Recent research in comparative psychology has led to the prediction that humans share, across societies and religions, a universal moral grammar that sets the fundamentals on which societies build their understanding of morality. This raises the interesting possibility, for which there is emerging evidence that the very basis of morality has been fashioned by natural selection(Hauser 2006). If this is the case, then although simple rights and wrongs can no more be inferred alone from an adaptive understanding of how behavioural phenomena have evolved than they can from ancient mythologies, the very basis of our systems of morality can be exposed to rational and materialistic study. In time, and with a much more nuanced public understanding of how our natures have been shaped by evolution and the interesting interactions that arise as we grow and learn within our cultures, it may be possible to liberate our moral foundations entirely from our evolutionary past: after all, we operate in such a different world from that inhabited by our grandparents, much less the world where our ancestors spent the last million years. The mismatch between our modern world and the worlds of our ancestors is thought to be an important cause of many modern disease epidemics(Gluckman and Hanson 2006). Could an evolutionary understanding of how we intuitively fathom right and wrong and how our experience shapes our inherited moral senses lead to solutions to modern moral problems in the same way that evolutionary medicine is revolutionising healthcare?

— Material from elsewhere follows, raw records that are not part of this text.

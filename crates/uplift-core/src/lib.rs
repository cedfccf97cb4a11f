//! Core library for the Uplift security layer.
//!
//! Every check that decides whether an untrusted string may be executed or
//! accessed lives here: shell commands, filesystem paths, SQL identifiers and
//! queries, and plugin source code. Validators return structured results and
//! never raise; the enforcing wrappers in `uplift-tools` turn rejections into
//! errors.

pub mod config;
pub mod error;
pub mod security;

pub use config::SecurityConfig;
pub use error::{ConfigError, SecurityError, SecurityResult, SignatureError};
pub use security::{
    AccessMode, AllowedDirectorySet, AuditEntry, AuditLog, CommandRisk, CommandValidation,
    CommandValidator, DangerousPatternDetector, IdentifierKind, IdentifierValidator,
    InjectionDetector, KeySource, PathRisk, PathValidation, PathValidator, Permission,
    PluginPolicy, PluginRisk, PluginSignature, PluginValidation, PluginValidator, RiskTier,
    SecurityProfile, SecuritySuite, SharedAuditLog, SignatureValidator, SigningKey, SqlRisk,
    SqlValidation, ValidationOutcome,
};
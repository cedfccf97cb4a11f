//! HMAC-SHA256 signing shared by plugin code signatures and the secure cache.

use super::profile::SecurityProfile;
use crate::error::{SecurityError, SignatureError};
use hmac::{Hmac, Mac};
use sha2::{Digest, Sha256};
use std::fmt;
use tracing::error;

type HmacSha256 = Hmac<Sha256>;

/// Well-known key used only when a non-strict profile has no configured secret
const DEVELOPMENT_KEY: &[u8] = b"uplift-development-signing-key-do-not-use-in-production";

/// Where a signing key came from
#[derive(Debug, Clone, Copy, PartialEq, Eq)]
pub enum KeySource {
    /// Read from the named environment variable or config entry
    Configured(&'static str),
    /// Passed in directly by the caller
    Explicit,
    /// Built-in development fallback
    Default,
}

/// Secret HMAC key; never printed
#[derive(Clone)]
pub struct SigningKey {
    bytes: Vec<u8>,
    source: KeySource,
}

impl fmt::Debug for SigningKey {
    fn fmt(&self, f: &mut fmt::Formatter<'_>) -> fmt::Result {
        f.debug_struct("SigningKey")
            .field("source", &self.source)
            .field("bytes", &"[REDACTED]")
            .finish()
    }
}

impl SigningKey {
    pub fn new(bytes: impl Into<Vec<u8>>) -> Self {
        Self {
            bytes: bytes.into(),
            source: KeySource::Explicit,
        }
    }

    /// The built-in development key
    pub fn development() -> Self {
        Self {
            bytes: DEVELOPMENT_KEY.to_vec(),
            source: KeySource::Default,
        }
    }

    /// Resolve a configured secret, falling back to the development key
    ///
    /// The strict profile refuses the fallback. Other profiles accept it but
    /// log at error level, since signatures made with a public key prove
    /// nothing.
    pub fn resolve(
        configured: Option<&str>,
        var: &'static str,
        profile: SecurityProfile,
    ) -> Result<Self, SecurityError> {
        match configured.filter(|k| !k.is_empty()) {
            Some(secret) => Ok(Self {
                bytes: secret.as_bytes().to_vec(),
                source: KeySource::Configured(var),
            }),
            None if profile.allows_default_key() => {
                error!(
                    variable = var,
                    profile = %profile,
                    "no secret key configured, falling back to the built-in development key; signatures are forgeable until {} is set",
                    var
                );
                Ok(Self::development())
            }
            None => Err(SecurityError::MissingSecretKey { var, profile }),
        }
    }

    pub fn source(&self) -> KeySource {
        self.source
    }

    pub fn is_default(&self) -> bool {
        self.source == KeySource::Default
    }

    fn as_bytes(&self) -> &[u8] {
        &self.bytes
    }
}

/// Lowercase hex SHA-256 of `data`
pub fn sha256_hex(data: &[u8]) -> String {
    hex::encode(Sha256::digest(data))
}

fn mac_for(key: &[u8]) -> Result<HmacSha256, SignatureError> {
    HmacSha256::new_from_slice(key).map_err(|e| SignatureError::Malformed(e.to_string()))
}

/// Hex HMAC-SHA256 of `payload` under `key`
pub fn sign(payload: &[u8], key: &[u8]) -> Result<String, SignatureError> {
    let mut mac = mac_for(key)?;
    mac.update(payload);
    Ok(hex::encode(mac.finalize().into_bytes()))
}

/// Check `signature_hex` against `payload` in constant time
pub fn verify_signature(payload: &[u8], signature_hex: &str, key: &[u8]) -> Result<(), SignatureError> {
    let expected = hex::decode(signature_hex.trim())
        .map_err(|e| SignatureError::Malformed(format!("signature is not hex: {}", e)))?;
    let mut mac = mac_for(key)?;
    mac.update(payload);
    mac.verify_slice(&expected).map_err(|_| SignatureError::Mismatch)
}

/// `true` only when the signature verifies; every failure mode is `false`
pub fn verify(payload: &[u8], signature_hex: &str, key: &[u8]) -> bool {
    verify_signature(payload, signature_hex, key).is_ok()
}

/// Signs and verifies payloads under one key
#[derive(Debug, Clone)]
pub struct SignatureValidator {
    key: SigningKey,
}

impl SignatureValidator {
    pub fn new(key: SigningKey) -> Self {
        Self { key }
    }

    pub fn sign(&self, payload: &[u8]) -> Result<String, SignatureError> {
        sign(payload, self.key.as_bytes())
    }

    pub fn verify(&self, payload: &[u8], signature_hex: &str) -> bool {
        verify(payload, signature_hex, self.key.as_bytes())
    }

    /// Like `verify`, but reports why verification failed
    pub fn check(&self, payload: &[u8], signature_hex: &str) -> Result<(), SignatureError> {
        verify_signature(payload, signature_hex, self.key.as_bytes())
    }

    pub fn key_source(&self) -> KeySource {
        self.key.source()
    }

    pub fn uses_default_key(&self) -> bool {
        self.key.is_default()
    }
}

#[cfg(test)]
mod tests {
    use super::*;

    #[test]
    fn test_sign_matches_known_vector() {
        // RFC 4231 test case 2
        let sig = sign(b"what do ya want for nothing?", b"Jefe").unwrap();
        assert_eq!(
            sig,
            "5bdcc146bf60754e6a042426089575c75a003f089d2739839dec58b964ec3843"
        );
    }

    #[test]
    fn test_verify_rejects_tampering() {
        let validator = SignatureValidator::new(SigningKey::new("secret"));
        let sig = validator.sign(b"payload").unwrap();
        assert!(validator.verify(b"payload", &sig));
        assert!(!validator.verify(b"payload!", &sig));
        assert!(!validator.verify(b"payload", "not-hex"));
        assert!(!validator.verify(b"payload", ""));
        assert_eq!(
            validator.check(b"other", &sig).unwrap_err(),
            SignatureError::Mismatch
        );
        assert!(matches!(
            validator.check(b"payload", "zz"),
            Err(SignatureError::Malformed(_))
        ));
    }

    #[test]
    fn test_different_keys_disagree() {
        let a = SignatureValidator::new(SigningKey::new("key-a"));
        let b = SignatureValidator::new(SigningKey::new("key-b"));
        let sig = a.sign(b"data").unwrap();
        assert!(!b.verify(b"data", &sig));
    }

    #[test]
    fn test_resolve_prefers_configured_key() {
        let key = SigningKey::resolve(Some("s3cret"), "UPLIFT_PLUGIN_SECRET_KEY", SecurityProfile::Strict)
            .unwrap();
        assert_eq!(key.source(), KeySource::Configured("UPLIFT_PLUGIN_SECRET_KEY"));
        assert!(!key.is_default());
    }

    #[test]
    fn test_strict_refuses_default_key() {
        let err = SigningKey::resolve(None, "UPLIFT_PLUGIN_SECRET_KEY", SecurityProfile::Strict)
            .unwrap_err();
        assert!(matches!(err, SecurityError::MissingSecretKey { .. }));

        let empty = SigningKey::resolve(Some(""), "UPLIFT_CACHE_SECRET_KEY", SecurityProfile::Strict);
        assert!(empty.is_err());
    }

    #[test]
    fn test_moderate_falls_back_to_default_key() {
        let key = SigningKey::resolve(None, "UPLIFT_CACHE_SECRET_KEY", SecurityProfile::Moderate)
            .unwrap();
        assert!(key.is_default());
        assert!(!format!("{:?}", key).contains("uplift-development"));
    }

    #[test]
    fn test_sha256_hex() {
        assert_eq!(
            sha256_hex(b"abc"),
            "ba7816bf8f01cfea414140de5dae2223b00361a396177a9cb410ff61f20015ad"
        );
    }
}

Although life derives no meaning in any traditional sense from evolution, it is increasingly clear that by understanding bioloy – and especially evolution – we can better understand pleasure, pain, insight, clarity, creativity and how and why we get the illusion of meaning and profundity. Also we can understand a great deal about how our social brains, combined with our social institutions, predispose many of us to religion(Dennett 2006). Once again, the successes of evolutionary biology continue to expose the sometimes quaint, often innane and occasionally dangerous thinking of religious fundamentalists. I think the fundamentalists are right to be afraid of evolutionary biology: Darwin’s idea truly was dangerous to those who oppose a rational understanding of the world and of ourselves. It tells us a great deal about who we are and why we do what we do(Dennett 1995; Pinker 2002), including why we are superstitious and why we worship deities(Dawkins 2006; Dennett 2006). The threat is not entire, however, because it tells us much less about how we should live, particularly in the modern world. That, as we shall see, is something we have to work out from far more than evolutionary biology or religious doctrine.

Threats from the left and within
Evolutionary biologists also often fear to tread on the hallowed ground of human behavioural evolution, turf where religion, the social sciences and humanities have long staked out positions, and where those that do rush in are too readily labelled fools. Whether out of fear of foolishness, or a desire to avoid conflict with those who are often politically more sophisticated, we biologists often persuade ourselves that there are more interesting and tractable questions to answer about how the world works than questions about human nature. I believe that the hostility with which research on the evolution of human behaviour is often greeted is, as it was with the threats from the right, because evolution by natural selection is a genuine and direct threat to much of the business of the social sciences, particularly to the standard model of social sciences which gives overwhelming primacy to culture, learning and other forms of experience in shaping human behaviour. In so doing evolutionary biology is perceived as a threat to some cherished ideas including the complete dissociation of gender and biological sex, race as an arbitrary social construct, and the progressive materialistic dialectic of Marxist philosophy. It is unfortunate, at best, that some of the most strident critics of modern evolutionary approaches to understanding humanity have come from among the ranks of distinguished biologists. These include Dick Lewontin, Steven Rose, Simon Levin and the late Stephen Jay Gould all of whom were mobilised by strong social justice concerns and to varying degrees by radical Marxism. They were instrumental in the transition from the old (pre 1960’s) left who viewed science as an objective moral weapon in the struggle for social justice and equality to the new ‘cultural left’ who characterise science as just one form of social power, wielded by an elite often in defense of the bourgeois, white, patriarchal status quo (Segerstråle 2000).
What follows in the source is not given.